Exercise directions
In the records below, find each line holding the word "false" and copy it.

Source records
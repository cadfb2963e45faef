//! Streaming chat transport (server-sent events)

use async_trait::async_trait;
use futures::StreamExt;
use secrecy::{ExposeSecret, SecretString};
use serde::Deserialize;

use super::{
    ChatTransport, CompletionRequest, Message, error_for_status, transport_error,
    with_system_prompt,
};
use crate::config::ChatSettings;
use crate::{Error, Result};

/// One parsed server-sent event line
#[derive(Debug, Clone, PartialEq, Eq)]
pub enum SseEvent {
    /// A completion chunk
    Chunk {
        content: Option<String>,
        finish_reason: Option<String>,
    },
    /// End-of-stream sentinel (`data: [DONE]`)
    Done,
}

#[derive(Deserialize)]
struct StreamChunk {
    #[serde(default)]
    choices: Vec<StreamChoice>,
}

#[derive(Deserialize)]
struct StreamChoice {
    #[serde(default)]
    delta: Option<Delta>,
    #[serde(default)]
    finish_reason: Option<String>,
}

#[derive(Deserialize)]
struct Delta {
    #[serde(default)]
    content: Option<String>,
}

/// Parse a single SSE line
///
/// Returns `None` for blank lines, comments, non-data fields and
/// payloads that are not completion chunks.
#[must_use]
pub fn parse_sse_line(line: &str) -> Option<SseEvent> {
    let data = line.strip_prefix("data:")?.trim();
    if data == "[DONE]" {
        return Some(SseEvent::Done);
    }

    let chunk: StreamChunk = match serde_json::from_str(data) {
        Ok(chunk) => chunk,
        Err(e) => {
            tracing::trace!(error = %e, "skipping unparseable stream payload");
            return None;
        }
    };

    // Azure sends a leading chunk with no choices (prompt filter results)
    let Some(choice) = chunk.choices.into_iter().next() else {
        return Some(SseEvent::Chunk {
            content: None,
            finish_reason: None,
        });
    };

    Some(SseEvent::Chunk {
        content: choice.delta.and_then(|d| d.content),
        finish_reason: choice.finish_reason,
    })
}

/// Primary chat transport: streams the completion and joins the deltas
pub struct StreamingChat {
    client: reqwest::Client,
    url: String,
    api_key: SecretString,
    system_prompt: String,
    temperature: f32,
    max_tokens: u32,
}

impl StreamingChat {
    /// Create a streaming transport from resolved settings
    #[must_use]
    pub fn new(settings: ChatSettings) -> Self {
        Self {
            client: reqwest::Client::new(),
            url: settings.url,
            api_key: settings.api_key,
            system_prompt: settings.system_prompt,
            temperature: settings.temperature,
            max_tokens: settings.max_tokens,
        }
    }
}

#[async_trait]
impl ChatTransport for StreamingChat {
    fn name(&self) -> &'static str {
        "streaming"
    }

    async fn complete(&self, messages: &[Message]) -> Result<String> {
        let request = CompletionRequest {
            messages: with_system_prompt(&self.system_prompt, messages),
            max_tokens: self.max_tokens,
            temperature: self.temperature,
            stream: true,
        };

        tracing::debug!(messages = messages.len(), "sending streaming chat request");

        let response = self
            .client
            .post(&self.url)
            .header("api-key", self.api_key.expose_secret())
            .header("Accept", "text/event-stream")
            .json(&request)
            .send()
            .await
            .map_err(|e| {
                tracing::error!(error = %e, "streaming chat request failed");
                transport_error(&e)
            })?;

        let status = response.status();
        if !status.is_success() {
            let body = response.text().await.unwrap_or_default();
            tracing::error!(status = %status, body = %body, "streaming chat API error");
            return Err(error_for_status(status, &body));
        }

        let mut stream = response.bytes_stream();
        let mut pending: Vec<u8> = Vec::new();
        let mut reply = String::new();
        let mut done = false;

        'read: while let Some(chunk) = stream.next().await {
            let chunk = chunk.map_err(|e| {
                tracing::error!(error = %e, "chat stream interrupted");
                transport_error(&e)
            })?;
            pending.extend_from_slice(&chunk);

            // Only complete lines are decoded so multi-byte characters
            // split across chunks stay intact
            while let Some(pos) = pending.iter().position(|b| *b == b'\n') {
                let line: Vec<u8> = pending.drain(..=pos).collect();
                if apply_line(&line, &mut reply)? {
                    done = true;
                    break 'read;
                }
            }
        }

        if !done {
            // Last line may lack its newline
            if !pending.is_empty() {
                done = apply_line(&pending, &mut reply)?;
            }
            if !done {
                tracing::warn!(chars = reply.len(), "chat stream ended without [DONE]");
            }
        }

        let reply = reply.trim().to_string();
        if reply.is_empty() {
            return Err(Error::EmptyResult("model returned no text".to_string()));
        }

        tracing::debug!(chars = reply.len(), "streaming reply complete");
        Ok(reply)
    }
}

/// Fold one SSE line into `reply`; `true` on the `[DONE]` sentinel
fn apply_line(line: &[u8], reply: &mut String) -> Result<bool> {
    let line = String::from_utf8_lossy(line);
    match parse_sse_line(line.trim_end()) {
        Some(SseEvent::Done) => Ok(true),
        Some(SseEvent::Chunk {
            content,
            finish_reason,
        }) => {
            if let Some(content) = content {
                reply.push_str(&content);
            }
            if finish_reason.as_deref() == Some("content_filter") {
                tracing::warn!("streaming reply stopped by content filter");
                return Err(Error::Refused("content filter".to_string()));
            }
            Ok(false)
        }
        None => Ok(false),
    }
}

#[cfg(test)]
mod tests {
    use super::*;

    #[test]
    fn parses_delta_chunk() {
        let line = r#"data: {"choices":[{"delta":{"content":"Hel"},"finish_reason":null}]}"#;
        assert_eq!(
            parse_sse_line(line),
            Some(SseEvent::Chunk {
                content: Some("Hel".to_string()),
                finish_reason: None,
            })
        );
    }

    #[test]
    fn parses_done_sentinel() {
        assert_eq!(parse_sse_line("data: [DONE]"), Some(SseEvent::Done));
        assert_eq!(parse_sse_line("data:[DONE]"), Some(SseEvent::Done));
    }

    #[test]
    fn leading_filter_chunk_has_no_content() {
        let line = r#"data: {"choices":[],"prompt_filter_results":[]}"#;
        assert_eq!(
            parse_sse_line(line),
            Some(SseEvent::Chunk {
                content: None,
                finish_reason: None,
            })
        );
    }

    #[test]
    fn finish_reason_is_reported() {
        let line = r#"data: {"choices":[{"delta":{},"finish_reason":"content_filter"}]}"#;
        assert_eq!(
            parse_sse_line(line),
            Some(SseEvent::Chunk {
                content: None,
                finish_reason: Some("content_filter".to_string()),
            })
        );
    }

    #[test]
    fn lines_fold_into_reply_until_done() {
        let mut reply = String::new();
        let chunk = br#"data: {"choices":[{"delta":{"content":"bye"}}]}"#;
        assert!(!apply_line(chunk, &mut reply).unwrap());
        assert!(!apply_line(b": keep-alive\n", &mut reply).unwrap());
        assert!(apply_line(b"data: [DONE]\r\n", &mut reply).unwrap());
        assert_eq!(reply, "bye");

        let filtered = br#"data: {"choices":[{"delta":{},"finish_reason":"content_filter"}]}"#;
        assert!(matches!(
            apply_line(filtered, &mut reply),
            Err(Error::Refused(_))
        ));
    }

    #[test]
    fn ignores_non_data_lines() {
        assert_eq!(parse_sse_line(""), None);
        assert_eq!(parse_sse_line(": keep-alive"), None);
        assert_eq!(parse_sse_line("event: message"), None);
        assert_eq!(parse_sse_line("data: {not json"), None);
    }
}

Response
        let mut done = false;
            Ok(false)
        None => Ok(false),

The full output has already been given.